Monday, April 23, 2012

On a Personal Note

Even though he was most certainly busy with his demanding career as an attorney, Richard Flannigan evidently had time to notice, before moving away from Marquette, the young daughter of a widow who had, some time back, moved to town from Wisconsin. The young lady’s name was Anna—or sometimes she was called Annie Mary—and she found herself, at some point in 1884, saying “yes” to the proposal of the tall, slender attorney.

Richard and Anna’s marriage day on November 11, 1884, found them embarking on a move to the newly-established mining company town of Norway, Michigan. From that point on, in true fashion for those times, the new Mrs. Flannigan assumed the anonymity of married life. Notwithstanding the wilds of her new environs, barely a mention can be found of her, as befitted a woman of proper late-Victorian era society. Acknowledged as “Mrs. R. C. Flannigan” even in the 1894 Michigan state census, she did finally emerge in public records as “Annie,” the young mother, by the time of the 1900 federal census. She assumed the more dignified persona of “Anna” once reaching the 1910 census, and remained so listed until her transition as widow to a new residence in Colorado, where we find her, once again, going by the name “Annie” in the 1930 census.

Tracking Mrs. Flannigan’s first name gives barely the researcher’s grief bestowed on one determined to connect her with her birth family. While family researchers online maintain that her maiden name was spelled “Haessly”—an understandably challenging surname for census takers to master—the scanned copy of the Marquette county marriage index shows that her maiden name was written as “Hurley” with a wide-open top for that “u” rather than a sloppily-closed “a.” Her record in the 1880 census in Marquette showed the same clearly-written name: Hurley. This is definitely not the case of a feeble attempt at transcribing such a challenging name as “Haessly.” With a puzzle such as this, I certainly entertain opening up that continuing conversation and asking any family researchers to add their comments to clarify this mystery with any records they’ve found.

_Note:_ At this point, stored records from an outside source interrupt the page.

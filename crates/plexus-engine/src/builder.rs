//! Builder: loads externally produced content, graph structure, and
//! bridge mappings, then assembles the engine. When a storage path is
//! given, persisted parameters, mappings, and authority records are
//! restored over the priors at build time.

use std::path::PathBuf;
use std::sync::Arc;

use tracing::{info, warn};

use plexus_authority::AuthorityCalculator;
use plexus_bridge::BridgeIndex;
use plexus_core::config::PlexusConfig;
use plexus_core::errors::PlexusResult;
use plexus_core::traits::IBridgeIndex;
use plexus_core::types::{BridgeMapping, Chunk, GraphNode, ParamKey};
use plexus_learning::store::{ParamValue, ParameterStore};
use plexus_learning::{LearningEngine, PolicyGradientUpdater};
use plexus_retrieval::{GraphStore, InMemoryVectorIndex, RetrievalEngine};
use plexus_storage::StorageEngine;

use crate::facade::Plexus;

pub struct PlexusBuilder {
    config: PlexusConfig,
    embedding_dim: usize,
    vector: InMemoryVectorIndex,
    graph: GraphStore,
    bridge: Arc<BridgeIndex>,
    mappings: Vec<BridgeMapping>,
    storage_path: Option<PathBuf>,
}

impl PlexusBuilder {
    pub fn new(config: PlexusConfig, embedding_dim: usize) -> Self {
        Self {
            config,
            embedding_dim,
            vector: InMemoryVectorIndex::new(),
            graph: GraphStore::new(),
            bridge: Arc::new(BridgeIndex::new()),
            mappings: Vec::new(),
            storage_path: None,
        }
    }

    /// Persist to and restore from a SQLite file at this path.
    pub fn with_storage(mut self, path: impl Into<PathBuf>) -> Self {
        self.storage_path = Some(path.into());
        self
    }

    pub fn add_chunk(mut self, chunk: Chunk) -> Self {
        self.bridge.register_chunk(chunk.id.clone());
        self.vector.insert(&chunk);
        self
    }

    pub fn add_node(mut self, node: GraphNode) -> Self {
        self.bridge.register_node(node.id.clone());
        self.graph.insert(&node);
        self
    }

    /// Queue a chunk-to-node mapping. Applied at build, after every chunk
    /// and node is registered.
    pub fn add_mapping(mut self, mapping: BridgeMapping) -> Self {
        self.mappings.push(mapping);
        self
    }

    pub fn build(self) -> PlexusResult<Plexus> {
        self.config.validate()?;

        for mapping in &self.mappings {
            self.bridge.upsert_mapping(mapping.clone())?;
        }

        let store = Arc::new(ParameterStore::from_priors(
            self.embedding_dim,
            &self.config.learning,
        ));
        let authority = Arc::new(AuthorityCalculator::new(self.config.authority.clone()));

        let storage = match &self.storage_path {
            Some(path) => {
                let storage = Arc::new(StorageEngine::open(path)?);
                restore_state(&storage, &store, &self.bridge, &authority)?;
                Some(storage)
            }
            None => None,
        };

        let retrieval = RetrievalEngine::new(
            Arc::new(self.vector),
            Arc::clone(&self.bridge) as Arc<dyn IBridgeIndex>,
            Arc::new(self.graph),
            self.config.retrieval.clone(),
        );
        let updater = PolicyGradientUpdater::new(
            Arc::clone(&store),
            Arc::clone(&self.bridge) as Arc<dyn IBridgeIndex>,
            self.config.learning.clone(),
        );
        let learning = LearningEngine::new(updater, Arc::clone(&authority));

        info!(
            embedding_dim = self.embedding_dim,
            persistent = storage.is_some(),
            "engine assembled"
        );
        Ok(Plexus::assemble(
            self.config,
            retrieval,
            learning,
            store,
            authority,
            self.bridge,
            storage,
        ))
    }
}

/// Overlay persisted state onto the freshly seeded components.
fn restore_state(
    storage: &StorageEngine,
    store: &ParameterStore,
    bridge: &BridgeIndex,
    authority: &AuthorityCalculator,
) -> PlexusResult<()> {
    let params = storage.load_parameters()?;
    for (strategy, relation, weight, updated_at) in params.traversals {
        store.restore_traversal(strategy, relation, weight, updated_at);
    }
    for (strategy, value) in params.alphas {
        store.restore(ParamKey::Alpha(strategy), ParamValue::Scalar(value));
    }
    for (strategy, weights, bias) in params.gating_rows {
        store.restore(
            ParamKey::GatingRow(strategy),
            ParamValue::GatingRow { weights, bias },
        );
    }
    if let Some(weights) = params.rerank {
        store.restore(ParamKey::Rerank, ParamValue::Rerank(weights));
    }

    // Mappings referencing content that was not re-ingested are kept on
    // disk but not resurrected in memory.
    for mapping in storage.load_bridge_mappings()? {
        if let Err(e) = bridge.upsert_mapping(mapping.clone()) {
            warn!(
                chunk = %mapping.chunk_id,
                node = %mapping.node_id,
                error = %e,
                "persisted mapping skipped"
            );
            continue;
        }
        // upsert preserves a live learned weight; force the persisted one.
        let current = bridge
            .get_nodes_for_chunk(&mapping.chunk_id)?
            .into_iter()
            .find(|l| l.node_id == mapping.node_id && l.relation == mapping.relation);
        if let Some(link) = current {
            let delta = mapping.weight.value() - link.weight.value();
            if delta != 0.0 {
                bridge.update_weight(
                    &mapping.chunk_id,
                    &mapping.node_id,
                    mapping.relation,
                    delta,
                )?;
            }
        }
    }

    for record in storage.load_authority_records()? {
        authority.restore(record);
    }
    Ok(())
}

Richard Flannigan and his wife had one child, a son whom they called Clement—at least according to the census records. The Norway, Michigan, birth index shows his name as “William C.” for the October 28, 1888, event. Unfortunately, here also, governmental records let us down as to the full identity of the invisible Mrs. R. C. Flannigan.

Surely, though, those records would not fail us at the other end of life, as modern sensibilities intrude upon those Victorian scruples. But where are Anna’s death records? Or even of Clement’s name on any death certificate? I can find nary a trace—at least at this point, online—of the man, under either the given name of William or Clement, nor of his mother’s own death certificate. In the funeral notice back in her Michigan home town, she has reverted back to the colorless "Mrs. Flannigan" once again. Like mother, the son, too, has become invisible, dashing any hopes of retrieving Anna’s own maiden name.

Meanwhile, as government records are failing the family on a personal level in any possibility of leaving a trail for future heritage-hunters, the young family’s patriarch continues his march toward greater application of his considerable professional acumen.


  1. From my skimming research, the name seems to be Haessly. I don't know how common this name is or what country it might of come from.

    I find the initials R C to be equally "masking". It's as if they didn't want folks to know who they were. Perhaps it was because they were in the public eye so much?

    1. I wasn't so put off by the use of initials, Iggy. I guess this is owing to my maternal grandmother, the quintessential Southern Lady, whose address book was also maddeningly filled with those two-initial entries. I'm presuming that mode was just part of the social mores of the time--although I could hardly call the Upper Peninsula of the 1880s to be the epitome of high society!